Apakah Chat GPT Bisa Memberikan Solusi Terhadap Masalah Hubungan?

Nadhifa Arundati 26 Mar 2024

Kisah cinta ini berawal ketika seorang perempuan cantik dan cerdas pindah ke suatu kota untuk memulai masa kuliah. Penampilannya membuat banyak orang terkesima. Usianya masih 21 tahun, maka tak heran kalau masih ada banyak yang ingin ia cari, salah satunya pasangan. Perempuan ini nyatanya menyukai teman kuliah yang juga aktif bermain sepak bola. Mereka duduk bersampingan saat berada di satu kelas, just like a classic rom-com movie. Dalam beberapa minggu berikutnya, mereka berbicara, pergi ke pesta bersama, membantu satu sama lain dengan tugas, dan berbagi rahasia intim.

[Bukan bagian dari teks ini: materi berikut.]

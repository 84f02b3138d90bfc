//! End-to-end tests: plugin directories on disk through to initialized plugins.

use std::path::Path;
use std::time::Duration;

use botvy_plugins::{
    InitializationSide, ModuleTable, PluginError, PluginId, PluginManager, PluginState,
    ResolvedManifest, services,
};
use botvy_test::{
    InitLog, PluginDirBuilder, PluginFixture, StringBindings, manager_builder, manager_over,
    recording_table, setup_test_logging_default, with_failing, with_service_reader, with_slow,
    write_stub,
};

fn manager_for(plugins: &[&PluginDirBuilder], table: ModuleTable) -> PluginManager {
    let roots: Vec<&Path> = plugins.iter().map(|p| p.path()).collect();
    manager_over(&roots, table, InitializationSide::Client)
}

fn ids(manifests: &[ResolvedManifest]) -> Vec<&str> {
    manifests.iter().map(|m| m.id.as_str()).collect()
}

#[tokio::test]
async fn dependencies_load_and_initialize_first() {
    setup_test_logging_default();
    let plugins = PluginDirBuilder::new();
    plugins.add(
        &PluginFixture::new("com.test.root").depends_on(&["com.test.child", "com.test.another"]),
    );
    plugins.add(&PluginFixture::new("com.test.another"));
    plugins.add(&PluginFixture::new("com.test.child").depends_on(&["com.test.another"]));

    let log = InitLog::new();
    let table = recording_table(&log, ["com.test.root", "com.test.another", "com.test.child"]);
    let mut manager = manager_for(&[&plugins], table);

    manager.load_plugins(None).await.unwrap();
    assert_eq!(
        ids(manager.ordered_plugins()),
        vec!["com.test.another", "com.test.child", "com.test.root"]
    );

    let report = manager.initialize_plugins().await;
    assert!(report.all_ready());
    assert_eq!(
        log.ids(),
        vec!["com.test.another", "com.test.child", "com.test.root"]
    );
    assert!(
        manager
            .loaded_plugins()
            .iter()
            .all(|p| p.state() == &PluginState::Ready)
    );
}

#[tokio::test]
async fn bindings_are_available_to_the_entrypoint_factory() {
    let plugins = PluginDirBuilder::new();
    plugins.add(&PluginFixture::new("com.test.greeter").binding("com.test.greeter.services"));

    let log = InitLog::new();
    let table = with_service_reader(ModuleTable::new(), &log, "com.test.greeter", "greeting")
        .with_bindings(
            "com.test.greeter.services",
            StringBindings::new("greeting", "hello"),
        );
    let mut manager = manager_for(&[&plugins], table);

    manager.load_plugins(None).await.unwrap();
    assert!(manager.failed_plugins().is_empty());
    assert_eq!(
        *manager.registry().get::<String>("greeting").unwrap(),
        "hello"
    );
}

#[tokio::test]
async fn missing_default_export_fails_the_plugin_and_its_dependents() {
    let plugins = PluginDirBuilder::new();
    let broken = plugins.add(&PluginFixture::new("com.test.broken"));
    plugins.write(&broken.join("main.toml"), "other = \"com.test.broken\"\n");
    plugins.add(&PluginFixture::new("com.test.dependent").depends_on(&["com.test.broken"]));
    plugins.add(&PluginFixture::new("com.test.standalone"));

    let log = InitLog::new();
    let table = recording_table(
        &log,
        ["com.test.broken", "com.test.dependent", "com.test.standalone"],
    );
    let mut manager = manager_for(&[&plugins], table);
    manager.load_plugins(None).await.unwrap();

    let failed = manager.failed_plugins();
    assert_eq!(failed.len(), 2);
    assert_eq!(failed[0].0.as_str(), "com.test.broken");
    assert!(matches!(failed[0].1, PluginError::NoDefaultExport { .. }));
    assert_eq!(failed[1].0.as_str(), "com.test.dependent");
    assert!(matches!(failed[1].1, PluginError::DependencyFailed { .. }));

    let loaded: Vec<&str> = manager
        .loaded_plugins()
        .iter()
        .map(|p| p.id().as_str())
        .collect();
    assert_eq!(loaded, vec!["com.test.standalone"]);

    manager.initialize_plugins().await;
    assert_eq!(log.ids(), vec!["com.test.standalone"]);
}

#[tokio::test]
async fn traversal_entrypoint_is_rejected_whether_or_not_it_exists() {
    let plugins = PluginDirBuilder::new();
    plugins.add(&PluginFixture::new("com.test.good"));

    let mut manifest = PluginFixture::new("com.test.evil").manifest();
    manifest["entrypoint"] = "../../etc/passwd".into();
    plugins.add_manifest("evil", &manifest);

    let mut other = PluginFixture::new("com.test.evil2").manifest();
    other["entrypoint"] = "../nowhere/main.toml".into();
    plugins.add_manifest("evil2", &other);

    let log = InitLog::new();
    let mut manager = manager_for(&[&plugins], recording_table(&log, ["com.test.good"]));
    manager.load_plugins(None).await.unwrap();
    assert_eq!(ids(manager.ordered_plugins()), vec!["com.test.good"]);
}

#[tokio::test]
async fn malformed_candidate_does_not_hide_its_neighbours() {
    let plugins = PluginDirBuilder::new();
    plugins.add(&PluginFixture::new("com.test.first").dir_name("a-first"));
    plugins.add_raw_manifest("b-middle", "{ \"id\": ");
    plugins.add(&PluginFixture::new("com.test.last").dir_name("c-last"));

    let log = InitLog::new();
    let table = recording_table(&log, ["com.test.first", "com.test.last"]);
    let mut manager = manager_for(&[&plugins], table);
    manager.load_plugins(None).await.unwrap();
    assert_eq!(
        ids(manager.ordered_plugins()),
        vec!["com.test.first", "com.test.last"]
    );
}

#[cfg(unix)]
#[tokio::test]
async fn symlinked_entrypoint_outside_the_plugin_is_rejected() {
    let outside = PluginDirBuilder::new();
    let target = outside.path().join("main.toml");
    write_stub(&target, "com.test.linked");

    let plugins = PluginDirBuilder::new();
    let dir = plugins.add(&PluginFixture::new("com.test.linked"));
    std::fs::remove_file(dir.join("main.toml")).unwrap();
    std::os::unix::fs::symlink(&target, dir.join("main.toml")).unwrap();

    let log = InitLog::new();
    let mut manager = manager_for(&[&plugins], recording_table(&log, ["com.test.linked"]));
    manager.load_plugins(None).await.unwrap();
    assert!(manager.ordered_plugins().is_empty());
}

#[tokio::test]
async fn cycle_fails_the_whole_load() {
    let plugins = PluginDirBuilder::new();
    plugins.add(&PluginFixture::new("com.test.a").depends_on(&["com.test.b"]));
    plugins.add(&PluginFixture::new("com.test.b").depends_on(&["com.test.a"]));

    let log = InitLog::new();
    let table = recording_table(&log, ["com.test.a", "com.test.b"]);
    let mut manager = manager_for(&[&plugins], table);
    let err = manager.load_plugins(None).await.unwrap_err();
    let PluginError::CircularDependency { chain } = &err else {
        panic!("expected a cycle, got {err}");
    };
    let chain: Vec<&str> = chain.iter().map(PluginId::as_str).collect();
    assert_eq!(chain, vec!["com.test.a", "com.test.b", "com.test.a"]);
    assert!(manager.loaded_plugins().is_empty());
}

#[tokio::test]
async fn missing_dependency_is_named_in_the_error() {
    let plugins = PluginDirBuilder::new();
    plugins.add(&PluginFixture::new("com.test.needy").depends_on(&["missing.id"]));

    let log = InitLog::new();
    let mut manager = manager_for(&[&plugins], recording_table(&log, ["com.test.needy"]));
    let err = manager.load_plugins(None).await.unwrap_err();
    assert!(matches!(err, PluginError::DependencyNotFound { .. }));
    assert!(err.to_string().contains("\"missing.id\""));
}

#[tokio::test]
async fn undotted_unknown_dependency_fails_the_whole_load() {
    let plugins = PluginDirBuilder::new();
    plugins.add(&PluginFixture::new("com.test.base"));
    plugins.add(&PluginFixture::new("com.test.needy").depends_on(&["missing"]));

    let log = InitLog::new();
    let table = recording_table(&log, ["com.test.base", "com.test.needy"]);
    let mut manager = manager_for(&[&plugins], table);
    let err = manager.load_plugins(None).await.unwrap_err();
    let PluginError::DependencyNotFound { plugin, dependency } = &err else {
        panic!("expected a missing dependency, got {err}");
    };
    assert_eq!(plugin.as_str(), "com.test.needy");
    assert_eq!(dependency.as_str(), "missing");
    assert!(manager.loaded_plugins().is_empty());
    assert!(log.ids().is_empty());
}

#[tokio::test]
async fn failing_initialize_does_not_stop_later_plugins() {
    let plugins = PluginDirBuilder::new();
    plugins.add(&PluginFixture::new("com.test.a"));
    plugins.add(&PluginFixture::new("com.test.b").depends_on(&["com.test.a"]));
    plugins.add(&PluginFixture::new("com.test.c").depends_on(&["com.test.b"]));

    let log = InitLog::new();
    let table = with_failing(
        recording_table(&log, ["com.test.a", "com.test.c"]),
        &log,
        "com.test.b",
        "database unreachable",
    );
    let mut manager = manager_for(&[&plugins], table);
    manager.load_plugins(None).await.unwrap();

    let report = manager.initialize_plugins().await;
    assert_eq!(log.ids(), vec!["com.test.a", "com.test.b", "com.test.c"]);
    assert_eq!(report.ready.len(), 2);
    assert_eq!(report.failed.len(), 1);
    assert_eq!(report.failed[0].0.as_str(), "com.test.b");

    let b = manager.plugin(&PluginId::from_static("com.test.b")).unwrap();
    assert_eq!(
        b.state(),
        &PluginState::Failed("plugin execution failed: database unreachable".to_string())
    );
    let c = manager.plugin(&PluginId::from_static("com.test.c")).unwrap();
    assert_eq!(c.state(), &PluginState::Ready);

    // A second pass leaves everything alone.
    let again = manager.initialize_plugins().await;
    assert!(again.ready.is_empty() && again.failed.is_empty());
    assert_eq!(log.len(), 3);
}

#[tokio::test]
async fn slow_initialize_times_out_and_the_rest_continue() {
    let plugins = PluginDirBuilder::new();
    plugins.add(&PluginFixture::new("com.test.slow"));
    plugins.add(&PluginFixture::new("com.test.quick").depends_on(&["com.test.slow"]));

    let log = InitLog::new();
    let table = with_slow(
        recording_table(&log, ["com.test.quick"]),
        &log,
        "com.test.slow",
        Duration::from_secs(30),
    );
    let mut manager = manager_builder(&[plugins.path()], table)
        .init_timeout(Duration::from_millis(50))
        .build()
        .unwrap();
    manager.load_plugins(None).await.unwrap();

    let report = manager.initialize_plugins().await;
    assert_eq!(report.ready.len(), 1);
    assert_eq!(report.ready[0].as_str(), "com.test.quick");
    assert!(matches!(
        report.failed[0].1,
        PluginError::InitTimeout { .. }
    ));

    let slow = manager
        .plugin(&PluginId::from_static("com.test.slow"))
        .unwrap();
    assert!(matches!(slow.state(), PluginState::Failed(reason) if reason.starts_with("timed out")));
}

#[tokio::test]
async fn loaders_merge_and_dependencies_cross_them() {
    let core = PluginDirBuilder::new();
    core.add(&PluginFixture::new("com.test.base").name("Core base"));
    let user = PluginDirBuilder::new();
    user.add(&PluginFixture::new("com.test.base").name("User base"));
    user.add(&PluginFixture::new("com.test.addon").depends_on(&["com.test.base"]));

    let log = InitLog::new();
    let table = recording_table(&log, ["com.test.base", "com.test.addon"]);
    let mut manager = manager_for(&[&core, &user], table);
    manager.load_plugins(None).await.unwrap();

    assert_eq!(
        ids(manager.ordered_plugins()),
        vec!["com.test.base", "com.test.addon"]
    );
    let base = manager
        .plugin(&PluginId::from_static("com.test.base"))
        .unwrap();
    assert_eq!(base.name(), "Core base");
}

#[tokio::test]
async fn activation_list_limits_what_loads() {
    let plugins = PluginDirBuilder::new();
    plugins.add(&PluginFixture::new("com.test.on").author("Jane", Some("jane@example.com")));
    plugins.add(&PluginFixture::new("com.test.off"));

    let log = InitLog::new();
    let table = recording_table(&log, ["com.test.on", "com.test.off"]);
    let mut manager = manager_for(&[&plugins], table);
    let active = [
        PluginId::from_static("com.test.on"),
        PluginId::from_static("com.test.nowhere"),
    ];
    manager.load_plugins(Some(&active)).await.unwrap();
    manager.initialize_plugins().await;

    assert_eq!(log.ids(), vec!["com.test.on"]);
    let listing = serde_json::to_value(manager.plugin_listing()).unwrap();
    assert_eq!(listing[0]["id"], "com.test.on");
    assert_eq!(listing[0]["authors"], "Jane <jane@example.com>");
    assert_eq!(listing[0]["state"]["state"], "ready");
}

#[tokio::test]
async fn initialization_side_reaches_the_registry() {
    let plugins = PluginDirBuilder::new();
    let mut manager = manager_over(
        &[plugins.path()],
        ModuleTable::new(),
        InitializationSide::Server,
    );
    manager.load_plugins(None).await.unwrap();

    assert!(manager.loaded_plugins().is_empty());
    assert_eq!(
        *manager
            .registry()
            .get::<InitializationSide>(services::INITIALIZATION_SIDE)
            .unwrap(),
        InitializationSide::Server
    );
}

Semuanya berjalan dengan baik sampai pada akhirnya hari yang meresahkan pun hadir...pria yang sudah menjadi pasangannya itu mulai menghindar, memberitahunya bahwa dia sibuk dan sulit untuk saling bertemu. Dalam kepanikan dan kebingungannya, saya bertemu dengan sosok perempuan ini untuk makan siang bersama, sembari mendengarkan keluhannya tentang hubungan. Menceritakan tentang bagaimana dia di-"ghosting" oleh seorang pria yang dia kira mencintainya. Saya pun ingin membantunya untuk menemukan solusi terbaik (andai saja jawaban ini bisa dicari dengan mudah di kolom Google).

Kala itu saya kembali ke rumah, dan berpikir di dalam hati: Bisakah Chat GPT membantu menyelamatkan hubungannya? Bisakah kita mulai mengandalkan Kecerdasan Buatan (AI) lebih dari nurani dan kuantitas emosional kita?

Sebelum saya menyelami lebih dalam eksperimen ini, saya menghubungi Myra* dan Kabir* yang sedang mengalami masalah dalam hubungan masing-masing; dan untuk menyelesaikannya, saya meminta mereka mencari solusi dari ChatGPT. Masalah yang dihadapi Myra adalah seberapa dekatnya teman wanita pacarnya dengan dia. "Saya merasa tidak aman karena dia suka padanya beberapa tahun yang lalu, dan dari penampilannya, sepertinya dia masih suka. Kedekatannya dengannya selalu membuat saya merasa tidak nyaman," tambahnya. Saat dia menuliskan masalah ini, ChatGPT dengan cepat memberinya tujuh solusi untuk diikuti selama seminggu.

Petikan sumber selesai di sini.